If you know me, you know that All or Nothing is how I live my life. If I decide it is time to declutter, I will do the whole house in one go. If it is time to do yard work, I want to do everything that needs doing in one day. When I am faced with a new task, I take it on with my full concentration. I start a workout program and I can’t miss a day. If I do, I give up. I throw myself into work, life, tasks, etc so completely that burn out. And then I stop. Like totally stop. I watch TV or read and I just don’t move. I do nothing until am rested and then I get back on the horse giving life 110%.

Don’t use all-or-nothing thinking. Take each day as its own day, and don’t worry about it if you mess up one day. The most important thing you can do it get back up on the horse.

Henry Cloud

I am going to jump around a bit but bear with me. In the fall of 2018, I had a significant set back with my mental health. I had struggled for years with anxiety and depression. I treated it with exercise and counselling and meditation but I was still not coping well. That fall, I went to my doctor and begged for help. This was the beginning of my journey with medication. At the time, my family doctor, and the rehab consultant I was assigned through work both wanted me to take a full time leave. I said no. I knew my history of all or nothing thinking. I wanted to find balance. So I took a partial leave, working 3 days a week, staying in grad school, but using 2 days a week to rest and go to counselling while I adjusted to my medication. And it was exactly what I needed. Moving away from all or nothing thinking has been something I have been cognizant of ever since.

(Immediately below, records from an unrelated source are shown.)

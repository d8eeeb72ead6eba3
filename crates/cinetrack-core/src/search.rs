use crate::error::{ServiceError, ServiceResult};
use crate::movie::MovieService;
use cinetrack_models::Movie;
use std::sync::atomic::{AtomicU64, Ordering};
use std::sync::{Arc, Mutex};
use std::time::Duration;
use tokio::task::AbortHandle;
use tracing::debug;

#[derive(Debug, Clone, PartialEq)]
pub enum SearchOutcome {
    Completed(Vec<Movie>),
    /// A newer query started before this one finished
    Superseded,
}

/// Debounced search where each new query cancels the one in flight.
///
/// Clones share the same session, so a query issued from any clone
/// supersedes the others.
#[derive(Clone)]
pub struct SearchSession {
    movies: MovieService,
    debounce: Duration,
    generation: Arc<AtomicU64>,
    in_flight: Arc<Mutex<Option<AbortHandle>>>,
}

impl SearchSession {
    pub fn new(movies: MovieService, debounce: Duration) -> Self {
        Self {
            movies,
            debounce,
            generation: Arc::new(AtomicU64::new(0)),
            in_flight: Arc::new(Mutex::new(None)),
        }
    }

    pub async fn search(&self, query: &str) -> ServiceResult<SearchOutcome> {
        let generation = self.generation.fetch_add(1, Ordering::SeqCst) + 1;
        let movies = self.movies.clone();
        let debounce = self.debounce;
        let query = query.to_string();

        let task = tokio::spawn(async move {
            tokio::time::sleep(debounce).await;
            movies.search_movies(&query).await
        });

        {
            let mut slot = self.in_flight.lock().unwrap_or_else(|e| e.into_inner());
            if let Some(previous) = slot.replace(task.abort_handle()) {
                previous.abort();
            }
        }

        let result = task.await;
        if self.generation.load(Ordering::SeqCst) != generation {
            debug!("Search #{} superseded", generation);
            return Ok(SearchOutcome::Superseded);
        }

        match result {
            Ok(Ok(movies)) => Ok(SearchOutcome::Completed(movies)),
            Ok(Err(e)) => Err(e),
            Err(e) if e.is_cancelled() => Ok(SearchOutcome::Superseded),
            Err(e) => Err(ServiceError::Task(e.to_string())),
        }
    }

    /// Abort whatever query is in flight
    pub fn cancel(&self) {
        self.generation.fetch_add(1, Ordering::SeqCst);
        let mut slot = self.in_flight.lock().unwrap_or_else(|e| e.into_inner());
        if let Some(handle) = slot.take() {
            handle.abort();
        }
    }
}

#[cfg(test)]
mod tests {
    use super::*;
    use crate::cache::MovieCache;
    use crate::review::ReviewService;
    use crate::testing::{catalog_movie, FakeCatalog};
    use cinetrack_sources::{MemoryStore, MovieCatalog};

    fn session(catalog: Arc<FakeCatalog>, debounce_ms: u64) -> SearchSession {
        let store = Arc::new(MemoryStore::new());
        let movies = MovieService::new(
            store.clone(),
            Some(catalog as Arc<dyn MovieCatalog>),
            MovieCache::default(),
            ReviewService::new(store, "u1"),
            "u1",
        );
        SearchSession::new(movies, Duration::from_millis(debounce_ms))
    }

    fn catalog() -> Arc<FakeCatalog> {
        Arc::new(FakeCatalog::with_popular(vec![
            catalog_movie("1", "Matrix"),
            catalog_movie("2", "Matrix Reloaded"),
            catalog_movie("3", "Amélie"),
        ]))
    }

    #[tokio::test]
    async fn test_single_search_completes() {
        let session = session(catalog(), 5);
        match session.search("matrix").await.unwrap() {
            SearchOutcome::Completed(movies) => assert_eq!(movies.len(), 2),
            SearchOutcome::Superseded => panic!("search should not be superseded"),
        }
    }

    #[tokio::test]
    async fn test_newer_query_supersedes_older() {
        let catalog = catalog();
        let session = session(catalog.clone(), 50);
        let second = session.clone();

        let (older, newer) = tokio::join!(session.search("mat"), async move {
            tokio::time::sleep(Duration::from_millis(10)).await;
            second.search("amé").await
        });

        assert_eq!(older.unwrap(), SearchOutcome::Superseded);
        match newer.unwrap() {
            SearchOutcome::Completed(movies) => assert_eq!(movies[0].title, "Amélie"),
            SearchOutcome::Superseded => panic!("latest search must complete"),
        }
        // the older query was aborted during its debounce window
        assert_eq!(catalog.queries.lock().unwrap().as_slice(), ["amé"]);
    }

    #[tokio::test]
    async fn test_blank_query_completes_empty() {
        let catalog = catalog();
        let session = session(catalog.clone(), 1);
        assert_eq!(session.search("  ").await.unwrap(), SearchOutcome::Completed(Vec::new()));
        assert!(catalog.queries.lock().unwrap().is_empty());
    }
}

Over the last little while, I have found myself back in those old patterns. My concussion recovery is serving as the most recent reminder of the importance of slowing down. I bet many of us have stories of starting a new routine and giving up once we miss a day or two. I mean, this is why “new year, new me” is such a popular trend on social media in January. It is the perfect time to start fresh on these new ideas and new resolutions that most of us will have abandoned before February 1st.

So I say, maybe it is time that we start to celebrate doing less. I mean, if you are giving 100% to your job, your family, your friends, your hobbies…. that’s a much higher percentage of output than humans were created to do. And damn, if it isn’t exhausting to give that much. So what if we do our job well, but we don’t let it drain us. What if we balance supporting our partner/kids/parents with supporting ourselves by making time for things that fill our cups. What if we start a new hobby without feeling like we need to make it into our whole identity. What if we decluttered one drawer at a time instead of taking the whole damn house apart in one fell swoop.

What if we never find that elusive “balance” thing, but we let ourselves off the hook a bit and start to recognize that the same pacing recommended for concussion recovery is the pacing we should be applying to our lives. Maybe we move away from the “motivational quotes” that push us into a boom and bust pattern in our lives and we lean towards ones that help us keep the pace in a sustainable way. Maybe we all get ok with giving percentages of our effort to our jobs, family, hobbies, etc that total 100 combined. . And maybe that’s enough.

Hanging in my car while my kiddo is at dance….
Writing this blog post which also happens to be my OT homework.

Post script: It is not lost on me that I was supposed to spend 20 min on my computer starting this post but instead have been working on it for 90min and my head is killing me. Time to start taking my own advice. But what can I say? I am a work in progress.